Or VW roadside assistance??


_Modified by just4fun at 10:17 AM 5-18-2007_


----------



## tgif1111 (Jan 6, 2007)

I've had that re-locking thing happen from the day I drove off the lot. First couple times it really freaked me! Close the trunk and everything locks! I even started to wonder whether it would happen if I got out of the car to get something out of the trunk while the engine was still running. I can just imagine the fun of closing the trunk and hearing all the doors lock with the engine purring away and me with no way to get back inside! Wonder if there's a Vag-Com setting that controls all of this?


----------



## solarflare (Mar 28, 2007)

*Re: (tgif1111)*


_Quote, originally posted by *tgif1111* »_I've had that re-locking thing happen from the day I drove off the lot. First couple times it really freaked me! Close the trunk and everything locks! 

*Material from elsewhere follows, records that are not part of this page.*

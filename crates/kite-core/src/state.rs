//! Health states and daemon editions.
//!
//! States are totally ordered by how far the daemon is from being usable.
//! Reaching a state implies every lower state's precondition holds:
//!
//! ```text
//! Unsupported < Uninstalled < NotRunning < Unreachable < Unlogged < NotWhitelisted < Ready
//! ```

use serde::{Deserialize, Serialize};

/// Readiness of the Kite daemon, from worst to best.
#[derive(Debug, Clone, Copy, PartialEq, Eq, PartialOrd, Ord, Hash, Serialize, Deserialize)]
#[serde(rename_all = "SCREAMING_SNAKE_CASE")]
#[repr(u8)]
pub enum HealthState {
    /// The running operating system cannot host the daemon.
    Unsupported = 0,
    /// No installation was found.
    Uninstalled = 1,
    /// Installed, but no daemon process is alive.
    NotRunning = 2,
    /// The process is alive but does not answer on the network.
    Unreachable = 3,
    /// The daemon answers but no user is logged in.
    Unlogged = 4,
    /// A logged-in user asked for a path the daemon may not operate on.
    NotWhitelisted = 5,
    /// The daemon is reachable and a user is authenticated.
    Ready = 6,
}

impl HealthState {
    /// Legacy alias: an installed daemon is, at best, not running yet.
    pub const INSTALLED: Self = Self::NotRunning;
    /// Legacy alias: a running daemon is, at best, not reachable yet.
    pub const RUNNING: Self = Self::Unreachable;
    /// Legacy alias: a reachable daemon still needs a login.
    pub const REACHABLE: Self = Self::Unlogged;
    /// Alias used by the authentication stage.
    pub const AUTHENTICATED: Self = Self::Ready;

    /// All states in ascending order.
    pub const ALL: [Self; 7] = [
        Self::Unsupported,
        Self::Uninstalled,
        Self::NotRunning,
        Self::Unreachable,
        Self::Unlogged,
        Self::NotWhitelisted,
        Self::Ready,
    ];

    /// Returns the numeric ordinal of the state.
    #[must_use]
    pub const fn ordinal(self) -> u8 {
        self as u8
    }

    /// Looks up a state from its ordinal.
    #[must_use]
    pub const fn from_ordinal(ordinal: u8) -> Option<Self> {
        match ordinal {
            0 => Some(Self::Unsupported),
            1 => Some(Self::Uninstalled),
            2 => Some(Self::NotRunning),
            3 => Some(Self::Unreachable),
            4 => Some(Self::Unlogged),
            5 => Some(Self::NotWhitelisted),
            6 => Some(Self::Ready),
            _ => None,
        }
    }

    /// Returns the canonical upper-case name.
    #[must_use]
    pub const fn name(self) -> &'static str {
        match self {
            Self::Unsupported => "UNSUPPORTED",
            Self::Uninstalled => "UNINSTALLED",
            Self::NotRunning => "NOT_RUNNING",
            Self::Unreachable => "UNREACHABLE",
            Self::Unlogged => "UNLOGGED",
            Self::NotWhitelisted => "NOT_WHITELISTED",
            Self::Ready => "READY",
        }
    }

    /// Returns true if the daemon is fully usable.
    #[must_use]
    pub const fn is_ready(self) -> bool {
        matches!(self, Self::Ready)
    }

    /// Returns true if the daemon process answers on the network.
    #[must_use]
    pub fn is_reachable(self) -> bool {
        self >= Self::REACHABLE
    }
}

impl std::fmt::Display for HealthState {
    fn fmt(&self, f: &mut std::fmt::Formatter<'_>) -> std::fmt::Result {
        f.write_str(self.name())
    }
}

/// Kite distribution tracked by a separate install/run check pair.
#[derive(Debug, Clone, Copy, PartialEq, Eq, Hash, Default, Serialize, Deserialize)]
#[serde(rename_all = "lowercase")]
pub enum Edition {
    /// The community (default) edition.
    #[default]
    Community,
    /// The enterprise edition, installed alongside the community one.
    Enterprise,
}

impl Edition {
    /// Both editions, community first.
    pub const ALL: [Self; 2] = [Self::Community, Self::Enterprise];

    /// Returns the edition name.
    #[must_use]
    pub const fn name(self) -> &'static str {
        match self {
            Self::Community => "community",
            Self::Enterprise => "enterprise",
        }
    }
}

impl std::fmt::Display for Edition {
    fn fmt(&self, f: &mut std::fmt::Formatter<'_>) -> std::fmt::Result {
        f.write_str(self.name())
    }
}
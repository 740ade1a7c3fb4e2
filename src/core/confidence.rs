use serde_json::Value;

/// Sentinel for "absent/invalid" confidence. Callers must treat it as
/// below any threshold.
pub const CONFIDENCE_ABSENT: f64 = -1.0;

/// Canonicalize a heterogeneous confidence value into a bounded percentage.
///
/// Upstream classifiers report confidence as `"87%"`, `0.87`, `87`, or
/// malformed text; every call site thresholds against the single
/// representation produced here. Values in `[0, 1]` are read as fractions,
/// anything else as an already-scaled percentage, and the result is clamped
/// to `[0, 100]`. Never fails: unparsable input yields
/// [`CONFIDENCE_ABSENT`].
pub fn normalize(value: &Value) -> f64 {
    let number = match value {
        Value::Number(n) => n.as_f64(),
        Value::String(s) => {
            let trimmed = s.trim();
            let stripped = trimmed.strip_suffix('%').unwrap_or(trimmed).trim();
            stripped.parse::<f64>().ok()
        }
        _ => None,
    };

    match number {
        Some(n) if n.is_finite() => {
            let pct = if (0.0..=1.0).contains(&n) { n * 100.0 } else { n };
            pct.clamp(0.0, 100.0)
        }
        _ => CONFIDENCE_ABSENT,
    }
}

#[cfg(test)]
mod tests {
    use super::*;
    use serde_json::json;

    #[test]
    fn test_equivalent_representations_agree() {
        assert_eq!(normalize(&json!("87%")), 87.0);
        assert_eq!(normalize(&json!(0.87)), 87.0);
        assert_eq!(normalize(&json!(87)), 87.0);
        assert_eq!(normalize(&json!("87")), 87.0);
    }

    #[test]
    fn test_fraction_boundaries() {
        assert_eq!(normalize(&json!(0.0)), 0.0);
        assert_eq!(normalize(&json!(1.0)), 100.0);
        assert_eq!(normalize(&json!(1.5)), 1.5);
    }

    #[test]
    fn test_clamping() {
        assert_eq!(normalize(&json!(150)), 100.0);
        assert_eq!(normalize(&json!("250%")), 100.0);
        assert_eq!(normalize(&json!(-20)), 0.0);
    }

    #[test]
    fn test_whitespace_and_percent_stripping() {
        assert_eq!(normalize(&json!("  42 % ")), 42.0);
        assert_eq!(normalize(&json!(" 0.5 ")), 50.0);
    }

    #[test]
    fn test_malformed_inputs_return_sentinel() {
        assert_eq!(normalize(&json!("abc")), CONFIDENCE_ABSENT);
        assert_eq!(normalize(&Value::Null), CONFIDENCE_ABSENT);
        assert_eq!(normalize(&json!("")), CONFIDENCE_ABSENT);
        assert_eq!(normalize(&json!(true)), CONFIDENCE_ABSENT);
        assert_eq!(normalize(&json!(["87"])), CONFIDENCE_ABSENT);
        assert_eq!(normalize(&json!("%%")), CONFIDENCE_ABSENT);
    }

    #[test]
    fn test_sentinel_is_below_any_threshold() {
        assert!(normalize(&Value::Null) < 0.0);
    }
}
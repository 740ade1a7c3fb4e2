use crate::core::duty::DutyFeeCalculator;
use crate::core::orchestrator::ClassificationOrchestrator;
use crate::domain::model::{
    BatchRow, CanonicalRow, CanonicalTable, DutyBreakdown, ProductRecord, RowStatus, ShippingMethod,
};
use chrono::Utc;
use std::time::Duration;

/// Progress labels are clipped to keep displays stable.
const PROGRESS_LABEL_MAX: usize = 50;

/// Reasoning text is clipped in the flattened row; the full text stays on
/// the classifier side.
const REASONING_MAX: usize = 200;

#[derive(Debug, Clone)]
pub struct BatchOptions {
    pub calculate_duties: bool,
    pub shipping_method: ShippingMethod,
    pub include_mpf: bool,
    pub include_hmf: bool,
    /// Politeness delay between rows; rate-limit courtesy toward the
    /// classification service, not a correctness measure.
    pub row_delay: Option<Duration>,
}

impl Default for BatchOptions {
    fn default() -> Self {
        Self {
            calculate_duties: true,
            shipping_method: ShippingMethod::Sea,
            include_mpf: true,
            include_hmf: true,
            row_delay: Some(Duration::from_millis(500)),
        }
    }
}

/// Iterates a mapped table strictly in input order, one row at a time:
/// classification, then duty calculation, then append. Per-row failures are
/// isolated and recorded; nothing a single row does can abort the batch.
pub struct BatchRunner {
    options: BatchOptions,
}

impl BatchRunner {
    pub fn new(options: BatchOptions) -> Self {
        Self { options }
    }

    pub async fn run(
        &self,
        table: &CanonicalTable,
        orchestrator: &ClassificationOrchestrator<'_>,
        mut calculator: Option<&mut DutyFeeCalculator>,
        progress: &mut dyn FnMut(usize, usize, &str),
    ) -> Vec<BatchRow> {
        let total = table.rows.len();
        let mut results = Vec::with_capacity(total);

        for (idx, row) in table.rows.iter().enumerate() {
            let product = build_product(row, idx);
            let label: String = product.product_name.chars().take(PROGRESS_LABEL_MAX).collect();
            progress(idx + 1, total, &label);

            let mut classification = orchestrator.classify(&product).await;
            let status = if classification.error.is_some() {
                RowStatus::Failed
            } else {
                RowStatus::Success
            };

            if classification.reasoning.chars().count() > REASONING_MAX {
                let clipped: String = classification.reasoning.chars().take(REASONING_MAX).collect();
                classification.reasoning = format!("{clipped}...");
            }

            let mut duty_note = None;
            let duties = if status == RowStatus::Success && self.options.calculate_duties {
                calculator.as_deref_mut().map(|calc| {
                    let customs_value = resolve_customs_value(row);
                    if customs_value > 0.0 {
                        calc.calculate_duties(
                            customs_value,
                            &classification.duty_rate,
                            self.options.shipping_method,
                            self.options.include_mpf,
                            self.options.include_hmf,
                            None,
                        )
                    } else {
                        duty_note = Some("No usable customs value found".to_string());
                        DutyBreakdown::zeroed()
                    }
                })
            } else {
                None
            };

            if status == RowStatus::Failed {
                tracing::warn!(
                    row = idx + 1,
                    product = %product.product_name,
                    "row failed: {}",
                    classification.reasoning
                );
            } else {
                tracing::debug!(
                    row = idx + 1,
                    code = %classification.code,
                    confidence = classification.confidence,
                    "row classified"
                );
            }

            results.push(BatchRow {
                product,
                classification,
                duties,
                duty_note,
                status,
                processed_at: Utc::now(),
                extra: row.extra.clone(),
            });

            if let Some(delay) = self.options.row_delay {
                if idx + 1 < total {
                    tokio::time::sleep(delay).await;
                }
            }
        }

        results
    }
}

fn build_product(row: &CanonicalRow, idx: usize) -> ProductRecord {
    let product_name = if row.product_name.trim().is_empty() {
        format!("Product_{}", idx + 1)
    } else {
        row.product_name.trim().to_string()
    };
    let description = if row.description.trim().is_empty() {
        product_name.clone()
    } else {
        row.description.trim().to_string()
    };

    ProductRecord {
        product_name,
        description,
        material: row.material.trim().to_string(),
        intended_use: row.intended_use.trim().to_string(),
        origin: row.origin.trim().to_string(),
    }
}

/// Locate a usable customs value for a row, in order: the explicit
/// customs-value column, quantity × unit value (quantity defaults to 1),
/// then any passthrough column whose name mentions "total" or "value" and
/// parses as a positive number.
fn resolve_customs_value(row: &CanonicalRow) -> f64 {
    let mut value = row.customs_value.unwrap_or(0.0);

    if value == 0.0 {
        if let Some(unit_value) = row.unit_value {
            value = row.quantity.unwrap_or(1.0) * unit_value;
        }
    }

    if value == 0.0 {
        for (name, cell) in &row.extra {
            let lowered = name.to_lowercase();
            if !lowered.contains("total") && !lowered.contains("value") {
                continue;
            }
            let parsed = match cell {
                serde_json::Value::Number(n) => n.as_f64(),
                serde_json::Value::String(s) => s.trim().parse::<f64>().ok(),
                _ => None,
            };
            if let Some(v) = parsed {
                if v > 0.0 {
                    value = v;
                    break;
                }
            }
        }
    }

    value
}
use crate::domain::ports::Storage;
use crate::utils::error::Result;
use std::fs;
use std::path::Path;

/// Filesystem-backed storage for batch artifacts.
#[derive(Debug, Clone)]
pub struct LocalStorage {
    base_path: String,
}

impl LocalStorage {
    pub fn new(base_path: String) -> Self {
        Self { base_path }
    }
}

impl Storage for LocalStorage {
    async fn read_file(&self, path: &str) -> Result<Vec<u8>> {
        let full_path = Path::new(&self.base_path).join(path);
        let data = fs::read(full_path)?;
        Ok(data)
    }

    async fn write_file(&self, path: &str, data: &[u8]) -> Result<()> {
        let full_path = Path::new(&self.base_path).join(path);

        if let Some(parent) = full_path.parent() {
            fs::create_dir_all(parent)?;
        }

        fs::write(full_path, data)?;
        Ok(())
    }
}
use crate::domain::model::RawTable;
use crate::utils::error::Result;
use serde_json::Value;

/// Read CSV bytes into a raw table.
///
/// Cell types are inferred so the schema mapper can tell text columns from
/// numeric ones: values that parse as numbers become JSON numbers, blank
/// cells become `Null`, everything else stays a string.
pub fn read_csv(data: &[u8]) -> Result<RawTable> {
    let mut reader = csv::ReaderBuilder::new()
        .flexible(true)
        .trim(csv::Trim::All)
        .from_reader(data);

    let headers: Vec<String> = reader
        .headers()?
        .iter()
        .map(|h| h.trim().to_string())
        .collect();

    let mut rows = Vec::new();
    for record in reader.records() {
        let record = record?;
        let mut row: Vec<Value> = record.iter().map(infer_cell).collect();
        // Pad short records so every row aligns with the header.
        row.resize(headers.len(), Value::Null);
        rows.push(row);
    }

    Ok(RawTable { headers, rows })
}

fn infer_cell(raw: &str) -> Value {
    let trimmed = raw.trim();
    if trimmed.is_empty() {
        return Value::Null;
    }
    if let Ok(i) = trimmed.parse::<i64>() {
        return Value::Number(i.into());
    }
    if let Ok(f) = trimmed.parse::<f64>() {
        if let Some(n) = serde_json::Number::from_f64(f) {
            return Value::Number(n);
        }
    }
    Value::String(trimmed.to_string())
}

/// CSV template for batch upload, mirroring the canonical schema with
/// example products.
pub fn batch_template() -> String {
    let mut lines = vec![
        "product_name,description,material,intended_use,origin,quantity,unit_value,customs_value"
            .to_string(),
    ];
    lines.push(
        "LED Desk Lamp,\"Adjustable LED lamp with USB charging port, metal base\",\"Aluminum, plastic, LED\",Office/home lighting,China,100,25.50,2550".to_string(),
    );
    lines.push(
        "Men's Cotton T-Shirt,\"Short sleeve crew neck t-shirt, 100% cotton, size L\",100% Cotton,Casual wear,Bangladesh,500,8.75,4375".to_string(),
    );
    lines.push(
        "Stainless Steel Water Bottle,\"Double-wall insulated bottle, 750ml capacity\",Stainless steel 304,Beverage container,India,200,12.00,2400".to_string(),
    );
    lines.push(
        "Wireless Bluetooth Headphones,Over-ear headphones with noise cancellation,\"Plastic, foam padding\",Audio listening,Vietnam,50,85.00,4250".to_string(),
    );
    lines.push(
        "Yoga Mat,\"Non-slip exercise mat, 6mm thickness\",TPE (Thermoplastic Elastomer),Exercise and yoga,Taiwan,150,15.50,2325".to_string(),
    );
    lines.join("\n") + "\n"
}
use crate::domain::model::{ProductRecord, RawClassification};
use crate::utils::error::Result;
use async_trait::async_trait;

/// A classification capability (primary or fallback variant). Network-bound
/// and allowed to fail; the orchestrator decides what a failure means.
#[async_trait]
pub trait Classifier: Send + Sync {
    async fn classify(&self, product: &ProductRecord) -> Result<RawClassification>;
}

/// Byte-level storage for batch artifacts (local filesystem in the CLI,
/// anything else behind the same seam).
pub trait Storage: Send + Sync {
    fn read_file(&self, path: &str) -> impl std::future::Future<Output = Result<Vec<u8>>> + Send;
    fn write_file(
        &self,
        path: &str,
        data: &[u8],
    ) -> impl std::future::Future<Output = Result<()>> + Send;
}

The car should only lock itself under two conditions.
1. If the vehicle starts moving above a few miles per hour (if enabled)
2. If you unlock the car with the remote but do not open any doors. The car will automatically relock. 
Since the only ways to access the truck is by activating the middle key fob button (an action that will deactivate the auto lock feature) or by opening the driver's door to active the trunk switch in the door (which deactivates the autolock feature) closing the trunk should not lock the doors. Are you sure the doors were not already locked? If you opened the trunk with the remote key fob and then close the trunk lid you will hear a chirp (if enabled) which means the alarm for the trunk is reset but this also means the doors were already locked because the alarm was active.


----------



## Steve_UK (Aug 30, 2006)

*Re: (solarflare)*

Yes the car doors remained locked throughout. The boot locked on being closed.
If the key were in the boot how would one gain access to the vehicle?
Steve.


----------



## jdl (Dec 7, 2006)

*Re: (Steve_UK)*

I've been worried about this. I would prefer that if you use the trunk that the doors also unlock
and trunk and doors don't lock until you use the lock button.
Jack


----------



## solarflare (Mar 28, 2007)

*Re: (jdl)*


_Quote, originally posted by *jdl* »_I've been worried about this. I would prefer that if you use the trunk that the doors also unlock
and trunk and doors don't lock until you use the lock button.
Jack

That's true. Currently there are 2 ways to lock your keys in the vehicle. Throw them in the trunk or throw them in the cabin and manually lock the doors. Changing the trunk locking as you describe would eliminate one of them with the other being unlikely. I'll bet this can be changed with VAG-COM. It would just require the doors to unlock with trunk button and a requirement to lock the doors after closing the trunk. Something I'll admit to doing anyway










_Modified by solarflare at 12:14 PM 5-18-2007_


----------



## drewster (Feb 20, 2000)

*Re: (jdl)*

Seems that you could unlock the driver's door with the fob, then pop the trunk with the fob. That way if your keys are in your jacket and the jacket gets put in the trunk you could still access the trunk via the pass-through in the rear seat (either reaching through the pass through or using the emergency trunk release). 
On my Eos, unlocking both doors with the fob (pressing the unlock button twice) also unlocks the trunk lid, then you can use the nifty emblem-handle to open the trunk.


----------



## solarflare (Mar 28, 2007)

*Re: (drewster)*


_Quote, originally posted by *drewster* »_
On my Eos, unlocking both doors with the fob (pressing the unlock button twice) also unlocks the trunk lid, then you can use the nifty emblem-handle to open the trunk.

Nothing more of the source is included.